■ TASK BRIEF
The "side of precache." line through the end of the listing below is what to set down, word for word, and nothing else.

** Opening INFORMATION SUPPLIED block **

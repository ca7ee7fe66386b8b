//! Client side of precache.
//!
//! This crate provides the network client, routing rules, the cache router
//! that answers install/activate/fetch, and the registration host that
//! delivers those triggers and tracks client control.

pub mod fetch;
pub mod registration;
pub mod router;
pub mod routing;

#[cfg(test)]
pub(crate) mod testing;

pub use fetch::{FetchClient, FetchConfig, Network};
pub use registration::{DeployReport, Registration, RegistrationStatus, Served};
pub use router::{ActivateReport, AssetManifest, CacheRouter, FetchOutcome, InstallReport, LifecycleOptions, Source};
pub use routing::{Route, RoutingTable};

** Closing INFORMATION SUPPLIED block **

■ ANSWER TO THIS PROBLEM
//! Client side of precache.
//!
//! This crate provides the network client, routing rules, the cache router
//! that answers install/activate/fetch, and the registration host that
//! delivers those triggers and tracks client control.

pub mod fetch;
pub mod registration;
pub mod router;
pub mod routing;

#[cfg(test)]
pub(crate) mod testing;

pub use fetch::{FetchClient, FetchConfig, Network};
pub use registration::{DeployReport, Registration, RegistrationStatus, Served};
pub use router::{ActivateReport, AssetManifest, CacheRouter, FetchOutcome, InstallReport, LifecycleOptions, Source};
pub use routing::{Route, RoutingTable};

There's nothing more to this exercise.